Looking back, I’m impressed with how much of the movie I endured because Jumanji is low-key terrifying. It starts with a small child getting sucked into a board game and a swarm of bats driving another small child out of the house. The only thing stopping the original Jumanji from being a never-ending onslaught of nightmare fuel is the fact that ’90s CGI was pretty terrible. But I lasted through those trials, dear reader. I sat through killer giant mosquitos, a troop of troublesome monkeys, a bloodthirsty lion, and a crazed jungle man, which to be fair wasn’t that scary because Robin Williams was incapable of causing children pain. I was on fire.

That’s when disaster struck. After a break in the dice-rolling action, Alan (Williams) recruits the second half of the OG Jumanji squad, Bonnie Hunt’s Sarah. As soon as she returns to the game, Jumanji releases its worst horror yet — a swarm of carnivorous plants that invade the house. Why? Because Jumanji hates everyone but it especially hates Sarah.

I can remember certain vague details from this moment in my life — petals opening, a vine grabbing some character’s limb, sheer panic. But to hear my grandparents tell it, I ran screaming from the television and buried my head in a sofa until those devil vines disappeared. Much like a gigantic bud trying to eat a little boy, I had changed but not for the better.

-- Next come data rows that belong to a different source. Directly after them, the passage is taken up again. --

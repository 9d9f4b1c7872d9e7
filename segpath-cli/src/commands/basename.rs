//! Command to print the last component of a path.

use crate::error::CliError;
use crate::utils::{emit, load_configuration, GlobalOptions};
use clap::Args;
use segpath::output::Report;
use segpath::path::entity_name;

/// Print the last component.
#[derive(Args)]
pub struct BasenameCommand {
    /// Path to slice
    #[arg(value_name = "PATH")]
    pub path: String,

    /// Drop everything from the last `.` onward
    #[arg(long, short = 's')]
    pub strip_extension: bool,
}

impl BasenameCommand {
    pub fn execute(self, global: &GlobalOptions) -> Result<(), CliError> {
        let config = load_configuration(global)?;
        let result = entity_name(&self.path, self.strip_extension).map(str::to_string);
        emit(&config, &Report::new([self.path], result))
    }
}
//! Configuration system for segpath.
//!
//! This module provides hierarchical configuration with support for:
//! - YAML configuration files (user config and project `segpath.yaml`)
//! - Environment variable overrides
//! - Programmatic configuration via builder pattern
//! - Validation
//!
//! # Configuration Precedence
//!
//! Configuration is merged from multiple sources with the following precedence
//! (highest to lowest):
//!
//! 1. Programmatic overrides (via `ConfigBuilder::with_config`)
//! 2. Environment variables (SEGPATH_*)
//! 3. Project config (`segpath.yaml`, nearest ancestor) or an explicit file
//! 4. User config (`~/.segpath/config.yaml`)
//! 5. Built-in defaults
//!
//! # Examples
//!
//! ```
//! use segpath::config::{Config, ConfigBuilder};
//!
//! let custom = Config {
//!     base: Some("srv/app".to_string()),
//!     ..Default::default()
//! };
//!
//! let config = ConfigBuilder::new()
//!     .skip_files()
//!     .skip_env()
//!     .with_config(custom)
//!     .build()
//!     .unwrap();
//!
//! assert_eq!(config.base, Some("srv/app".to_string()));
//! ```

pub mod builder;
pub mod environment;
pub mod loader;
pub mod merger;
pub mod schema;
pub mod validator;

pub use builder::ConfigBuilder;
pub use environment::EnvironmentConfig;
pub use loader::{ConfigLoader, ConfigSource};
pub use merger::ConfigMerger;
pub use schema::{Config, OutputFormat};
pub use validator::ConfigValidator;
//! The [`Path`] value type.
//!
//! A `Path` holds one canonical path string and offers the path algebra
//! scoped beneath it. It is never mutated; every operation that moves
//! somewhere else returns a new value.

use std::fmt;
use std::str::FromStr;

use serde::{Deserialize, Serialize};

use crate::error::{Error, Result};

use super::relative::relative;
use super::resolve::{path, resolve};
use super::slicing::{directory_name, entity_name, extension_name};
use super::types::{ResolvedPath, CURRENT, SEPARATOR};

/// An immutable canonical path.
///
/// # Examples
///
/// ```
/// use segpath::path::Path;
///
/// let project = Path::new(["projects", "./demo"]).unwrap();
/// assert_eq!(project.as_str(), "projects/demo");
///
/// let src = project.within(["src"]).unwrap();
/// assert_eq!(src.as_str(), "projects/demo/src");
///
/// assert_eq!(src.relative_to(["projects/demo/docs"]).unwrap(), "./../docs");
/// ```
#[derive(Debug, Clone, PartialEq, Eq, Hash, PartialOrd, Ord, Serialize, Deserialize)]
#[serde(try_from = "String", into = "String")]
pub struct Path {
    current: String,
}

impl Path {
    /// Resolve segments into a new `Path`.
    ///
    /// # Errors
    ///
    /// Returns [`Error::OutOfBounds`] if resolution ascends past the root.
    pub fn new<I, S>(segments: I) -> Result<Self>
    where
        I: IntoIterator<Item = S>,
        S: AsRef<str>,
    {
        Ok(Self {
            current: path(segments)?,
        })
    }

    /// The root path, rendered as `.`.
    #[must_use]
    pub fn root() -> Self {
        Self {
            current: CURRENT.to_string(),
        }
    }

    /// The canonical string.
    #[must_use]
    pub fn as_str(&self) -> &str {
        &self.current
    }

    /// Whether this is the root path.
    #[must_use]
    pub fn is_root(&self) -> bool {
        self.current == CURRENT
    }

    /// The canonical component sequence.
    #[must_use]
    pub fn resolved(&self) -> ResolvedPath {
        if self.is_root() {
            return ResolvedPath::root();
        }

        ResolvedPath::from_components(
            self.current
                .split(SEPARATOR)
                .map(str::to_string)
                .collect(),
        )
    }

    /// Resolve segments beneath this path and render the result.
    ///
    /// # Errors
    ///
    /// Returns [`Error::OutOfBounds`] if the segments climb above the root.
    /// Climbing above this path itself is allowed.
    ///
    /// # Examples
    ///
    /// ```
    /// use segpath::path::Path;
    ///
    /// let base = Path::new(["a/b"]).unwrap();
    /// assert_eq!(base.path(["c"]).unwrap(), "a/b/c");
    /// assert_eq!(base.path([".."]).unwrap(), "a");
    /// ```
    pub fn path<I, S>(&self, segments: I) -> Result<String>
    where
        I: IntoIterator<Item = S>,
        S: AsRef<str>,
    {
        self.scoped(segments).map(|resolved| resolved.to_string())
    }

    /// A new `Path` for segments resolved beneath this one.
    ///
    /// # Errors
    ///
    /// Returns [`Error::OutOfBounds`] if the segments climb above the root.
    pub fn within<I, S>(&self, segments: I) -> Result<Self>
    where
        I: IntoIterator<Item = S>,
        S: AsRef<str>,
    {
        self.scoped(segments).map(Self::from)
    }

    /// The relative path from this path to an absolute target.
    ///
    /// # Errors
    ///
    /// Returns [`Error::NoCommonRoot`] if the target shares nothing with
    /// this path, or [`Error::OutOfBounds`] if it fails to resolve.
    pub fn relative_to<I, S>(&self, to: I) -> Result<String>
    where
        I: IntoIterator<Item = S>,
        S: AsRef<str>,
    {
        relative([self.current.as_str()], to)
    }

    /// The relative path between two paths, both resolved beneath this one.
    ///
    /// # Errors
    ///
    /// Returns [`Error::OutOfBounds`] if either side climbs above the root,
    /// or [`Error::NoCommonRoot`] if either side climbs out of this path
    /// onto an unrelated branch.
    ///
    /// # Examples
    ///
    /// ```
    /// use segpath::path::Path;
    ///
    /// let base = Path::new(["repo"]).unwrap();
    /// assert_eq!(base.relative_within(["src/lib"], ["docs"]).unwrap(), "./../../docs");
    /// ```
    pub fn relative_within<F, T, S, U>(&self, from: F, to: T) -> Result<String>
    where
        F: IntoIterator<Item = S>,
        T: IntoIterator<Item = U>,
        S: AsRef<str>,
        U: AsRef<str>,
    {
        relative([self.path(from)?], [self.path(to)?])
    }

    /// See [`directory_name`].
    #[must_use]
    pub fn directory_name(&self) -> Option<String> {
        directory_name(&self.current)
    }

    /// See [`entity_name`]. The root has no entity name.
    #[must_use]
    pub fn entity_name(&self, strip_extension: bool) -> Option<&str> {
        if self.is_root() {
            return None;
        }
        entity_name(&self.current, strip_extension)
    }

    /// See [`extension_name`].
    #[must_use]
    pub fn extension_name(&self) -> Option<&str> {
        if self.is_root() {
            return None;
        }
        extension_name(&self.current)
    }

    fn scoped<I, S>(&self, segments: I) -> Result<ResolvedPath>
    where
        I: IntoIterator<Item = S>,
        S: AsRef<str>,
    {
        let segments: Vec<S> = segments.into_iter().collect();
        let mut all: Vec<&str> = Vec::with_capacity(segments.len() + 1);
        all.push(&self.current);
        all.extend(segments.iter().map(|s| s.as_ref()));
        resolve(all)
    }
}

impl Default for Path {
    fn default() -> Self {
        Self::root()
    }
}

impl From<ResolvedPath> for Path {
    fn from(resolved: ResolvedPath) -> Self {
        Self {
            current: resolved.to_string(),
        }
    }
}

impl From<Path> for String {
    fn from(path: Path) -> Self {
        path.current
    }
}

impl TryFrom<String> for Path {
    type Error = Error;

    fn try_from(value: String) -> Result<Self> {
        Self::new([value])
    }
}

impl FromStr for Path {
    type Err = Error;

    fn from_str(s: &str) -> Result<Self> {
        Self::new([s])
    }
}

impl AsRef<str> for Path {
    fn as_ref(&self) -> &str {
        &self.current
    }
}

impl fmt::Display for Path {
    fn fmt(&self, f: &mut fmt::Formatter<'_>) -> fmt::Result {
        f.write_str(&self.current)
    }
}

/// Resolve segments into a new [`Path`].
///
/// # Errors
///
/// Returns [`Error::OutOfBounds`] if resolution ascends past the root.
///
/// # Examples
///
/// ```
/// use segpath::path::within;
///
/// let scope = within(["a", "b/../c"]).unwrap();
/// assert_eq!(scope.as_str(), "a/c");
/// ```
pub fn within<I, S>(segments: I) -> Result<Path>
where
    I: IntoIterator<Item = S>,
    S: AsRef<str>,
{
    Path::new(segments)
}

Since that first screening, I’ve rewatched Jumanji and grown to love it. How could I not? As anyone who’s witnessed it knows it’s an excellent film and a glorious platform to let Robin Williams be Robin Williams. But that night Jumanji betrayed me. Prior to spring of 1996 I was incapable of disliking movies. The word “movie” was synonymous with a delightful life experience, one filled with joy, friends, family, and if I was lucky popcorn. Jumanji‘s demon flowers took that innocence away from my movie-watching experience, making me more cynical and likely preventing me from ever being an effective plant mommy. And for that I will never fully forgive it.